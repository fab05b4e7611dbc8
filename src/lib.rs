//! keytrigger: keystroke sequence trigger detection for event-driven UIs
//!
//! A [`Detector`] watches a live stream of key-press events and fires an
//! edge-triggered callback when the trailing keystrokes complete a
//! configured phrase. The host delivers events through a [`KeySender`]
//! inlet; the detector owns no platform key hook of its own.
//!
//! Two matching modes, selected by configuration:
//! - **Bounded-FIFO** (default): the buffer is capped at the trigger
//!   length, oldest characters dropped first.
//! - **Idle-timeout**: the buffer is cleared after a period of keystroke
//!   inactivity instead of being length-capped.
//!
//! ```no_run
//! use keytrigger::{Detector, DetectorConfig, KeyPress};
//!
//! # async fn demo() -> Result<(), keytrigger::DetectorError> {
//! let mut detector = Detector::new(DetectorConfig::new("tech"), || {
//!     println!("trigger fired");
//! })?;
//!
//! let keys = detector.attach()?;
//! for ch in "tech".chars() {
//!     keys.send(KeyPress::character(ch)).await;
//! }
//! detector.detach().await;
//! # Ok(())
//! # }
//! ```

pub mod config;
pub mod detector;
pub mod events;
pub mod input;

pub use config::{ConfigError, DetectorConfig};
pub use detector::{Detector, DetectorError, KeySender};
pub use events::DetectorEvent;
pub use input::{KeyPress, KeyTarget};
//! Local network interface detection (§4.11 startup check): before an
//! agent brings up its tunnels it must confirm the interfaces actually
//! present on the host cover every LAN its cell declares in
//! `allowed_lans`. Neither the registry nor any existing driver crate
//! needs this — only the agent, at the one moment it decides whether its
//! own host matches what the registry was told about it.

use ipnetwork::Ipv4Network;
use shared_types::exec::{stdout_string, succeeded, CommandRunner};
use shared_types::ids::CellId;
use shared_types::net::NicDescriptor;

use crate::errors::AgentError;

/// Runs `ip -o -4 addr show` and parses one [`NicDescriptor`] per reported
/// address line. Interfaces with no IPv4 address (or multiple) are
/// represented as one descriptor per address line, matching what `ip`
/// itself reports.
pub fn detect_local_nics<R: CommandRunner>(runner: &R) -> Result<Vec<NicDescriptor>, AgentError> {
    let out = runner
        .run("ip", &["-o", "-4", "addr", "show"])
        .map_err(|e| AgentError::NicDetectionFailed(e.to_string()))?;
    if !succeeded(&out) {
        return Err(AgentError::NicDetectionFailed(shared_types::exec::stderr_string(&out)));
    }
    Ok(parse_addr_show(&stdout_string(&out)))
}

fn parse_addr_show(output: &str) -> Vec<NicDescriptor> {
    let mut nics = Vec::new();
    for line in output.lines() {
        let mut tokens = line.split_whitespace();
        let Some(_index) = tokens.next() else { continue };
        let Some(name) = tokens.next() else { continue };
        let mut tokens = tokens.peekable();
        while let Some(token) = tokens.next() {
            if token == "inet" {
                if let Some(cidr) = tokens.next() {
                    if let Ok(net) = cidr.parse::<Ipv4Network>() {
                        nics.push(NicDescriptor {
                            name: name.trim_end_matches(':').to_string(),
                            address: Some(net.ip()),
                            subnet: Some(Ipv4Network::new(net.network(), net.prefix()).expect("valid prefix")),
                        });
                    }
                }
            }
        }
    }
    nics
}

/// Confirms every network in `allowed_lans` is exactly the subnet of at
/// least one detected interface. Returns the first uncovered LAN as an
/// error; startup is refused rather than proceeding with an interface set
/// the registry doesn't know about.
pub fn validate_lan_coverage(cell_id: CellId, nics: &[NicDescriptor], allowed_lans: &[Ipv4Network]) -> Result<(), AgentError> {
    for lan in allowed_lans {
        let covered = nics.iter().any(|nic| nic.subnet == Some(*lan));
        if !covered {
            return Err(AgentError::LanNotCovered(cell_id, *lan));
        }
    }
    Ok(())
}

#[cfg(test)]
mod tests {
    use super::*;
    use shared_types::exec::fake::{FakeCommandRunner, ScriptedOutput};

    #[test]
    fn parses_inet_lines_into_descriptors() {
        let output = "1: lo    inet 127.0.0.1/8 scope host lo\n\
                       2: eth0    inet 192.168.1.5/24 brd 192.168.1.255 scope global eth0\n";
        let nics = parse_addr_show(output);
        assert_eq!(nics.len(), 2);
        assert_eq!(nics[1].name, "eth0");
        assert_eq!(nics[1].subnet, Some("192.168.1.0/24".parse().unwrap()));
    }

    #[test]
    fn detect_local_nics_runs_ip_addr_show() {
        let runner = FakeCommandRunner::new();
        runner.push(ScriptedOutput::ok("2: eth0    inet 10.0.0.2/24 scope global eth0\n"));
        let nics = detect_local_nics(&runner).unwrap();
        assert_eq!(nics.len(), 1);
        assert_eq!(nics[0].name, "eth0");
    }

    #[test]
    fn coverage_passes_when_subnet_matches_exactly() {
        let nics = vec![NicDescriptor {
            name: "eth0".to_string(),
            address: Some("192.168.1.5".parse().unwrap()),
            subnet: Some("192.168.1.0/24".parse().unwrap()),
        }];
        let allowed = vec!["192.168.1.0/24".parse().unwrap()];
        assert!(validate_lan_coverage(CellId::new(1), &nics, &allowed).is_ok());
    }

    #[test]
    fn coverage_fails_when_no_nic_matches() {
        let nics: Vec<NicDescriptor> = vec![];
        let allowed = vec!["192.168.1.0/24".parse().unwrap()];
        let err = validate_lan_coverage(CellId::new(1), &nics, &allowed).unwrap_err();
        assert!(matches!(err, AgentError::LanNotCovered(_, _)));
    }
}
---*---
WHAT YOU WILL DO: Write the records out once more. Change nothing.

PROBLEM SOLUTION:
repository fab05b4e7611dbc8
filename src/lib.rs
//! keytrigger: keystroke sequence trigger detection for event-driven UIs
//!
//! A [`Detector`] watches a live stream of key-press events and fires an
//! edge-triggered callback when the trailing keystrokes complete a
//! configured phrase. The host delivers events through a [`KeySender`]
//! inlet; the detector owns no platform key hook of its own.
//!
//! Two matching modes, selected by configuration:
//! - **Bounded-FIFO** (default): the buffer is capped at the trigger
//!   length, oldest characters dropped first.
//! - **Idle-timeout**: the buffer is cleared after a period of keystroke
//!   inactivity instead of being length-capped.
//!
//! ```no_run
//! use keytrigger::{Detector, DetectorConfig, KeyPress};
//!
//! # async fn demo() -> Result<(), keytrigger::DetectorError> {
//! let mut detector = Detector::new(DetectorConfig::new("tech"), || {
//!     println!("trigger fired");
//! })?;
//!
//! let keys = detector.attach()?;
//! for ch in "tech".chars() {
//!     keys.send(KeyPress::character(ch)).await;
//! }
//! detector.detach().await;
//! # Ok(())
//! # }
//! ```

pub mod config;
pub mod detector;
pub mod events;
pub mod input;

pub use config::{ConfigError, DetectorConfig};
pub use detector::{Detector, DetectorError, KeySender};
pub use events::DetectorEvent;
pub use input::{KeyPress, KeyTarget};
//! Local network interface detection (§4.11 startup check): before an
//! agent brings up its tunnels it must confirm the interfaces actually
//! present on the host cover every LAN its cell declares in
//! `allowed_lans`. Neither the registry nor any existing driver crate
//! needs this — only the agent, at the one moment it decides whether its
//! own host matches what the registry was told about it.

use ipnetwork::Ipv4Network;
use shared_types::exec::{stdout_string, succeeded, CommandRunner};
use shared_types::ids::CellId;
use shared_types::net::NicDescriptor;

use crate::errors::AgentError;

/// Runs `ip -o -4 addr show` and parses one [`NicDescriptor`] per reported
/// address line. Interfaces with no IPv4 address (or multiple) are
/// represented as one descriptor per address line, matching what `ip`
/// itself reports.
pub fn detect_local_nics<R: CommandRunner>(runner: &R) -> Result<Vec<NicDescriptor>, AgentError> {
    let out = runner
        .run("ip", &["-o", "-4", "addr", "show"])
        .map_err(|e| AgentError::NicDetectionFailed(e.to_string()))?;
    if !succeeded(&out) {
        return Err(AgentError::NicDetectionFailed(shared_types::exec::stderr_string(&out)));
    }
    Ok(parse_addr_show(&stdout_string(&out)))
}

fn parse_addr_show(output: &str) -> Vec<NicDescriptor> {
    let mut nics = Vec::new();
    for line in output.lines() {
        let mut tokens = line.split_whitespace();
        let Some(_index) = tokens.next() else { continue };
        let Some(name) = tokens.next() else { continue };
        let mut tokens = tokens.peekable();
        while let Some(token) = tokens.next() {
            if token == "inet" {
                if let Some(cidr) = tokens.next() {
                    if let Ok(net) = cidr.parse::<Ipv4Network>() {
                        nics.push(NicDescriptor {
                            name: name.trim_end_matches(':').to_string(),
                            address: Some(net.ip()),
                            subnet: Some(Ipv4Network::new(net.network(), net.prefix()).expect("valid prefix")),
                        });
                    }
                }
            }
        }
    }
    nics
}

/// Confirms every network in `allowed_lans` is exactly the subnet of at
/// least one detected interface. Returns the first uncovered LAN as an
/// error; startup is refused rather than proceeding with an interface set
/// the registry doesn't know about.
pub fn validate_lan_coverage(cell_id: CellId, nics: &[NicDescriptor], allowed_lans: &[Ipv4Network]) -> Result<(), AgentError> {
    for lan in allowed_lans {
        let covered = nics.iter().any(|nic| nic.subnet == Some(*lan));
        if !covered {
            return Err(AgentError::LanNotCovered(cell_id, *lan));
        }
    }
    Ok(())
}

#[cfg(test)]
mod tests {
    use super::*;
    use shared_types::exec::fake::{FakeCommandRunner, ScriptedOutput};

    #[test]
    fn parses_inet_lines_into_descriptors() {
        let output = "1: lo    inet 127.0.0.1/8 scope host lo\n\
                       2: eth0    inet 192.168.1.5/24 brd 192.168.1.255 scope global eth0\n";
        let nics = parse_addr_show(output);
        assert_eq!(nics.len(), 2);
        assert_eq!(nics[1].name, "eth0");
        assert_eq!(nics[1].subnet, Some("192.168.1.0/24".parse().unwrap()));
    }

    #[test]
    fn detect_local_nics_runs_ip_addr_show() {
        let runner = FakeCommandRunner::new();
        runner.push(ScriptedOutput::ok("2: eth0    inet 10.0.0.2/24 scope global eth0\n"));
        let nics = detect_local_nics(&runner).unwrap();
        assert_eq!(nics.len(), 1);
        assert_eq!(nics[0].name, "eth0");
    }

    #[test]
    fn coverage_passes_when_subnet_matches_exactly() {
        let nics = vec![NicDescriptor {
            name: "eth0".to_string(),
            address: Some("192.168.1.5".parse().unwrap()),
            subnet: Some("192.168.1.0/24".parse().unwrap()),
        }];
        let allowed = vec!["192.168.1.0/24".parse().unwrap()];
        assert!(validate_lan_coverage(CellId::new(1), &nics, &allowed).is_ok());
    }

    #[test]
    fn coverage_fails_when_no_nic_matches() {
        let nics: Vec<NicDescriptor> = vec![];
        let allowed = vec!["192.168.1.0/24".parse().unwrap()];
        let err = validate_lan_coverage(CellId::new(1), &nics, &allowed).unwrap_err();
        assert!(matches!(err, AgentError::LanNotCovered(_, _)));
    }
}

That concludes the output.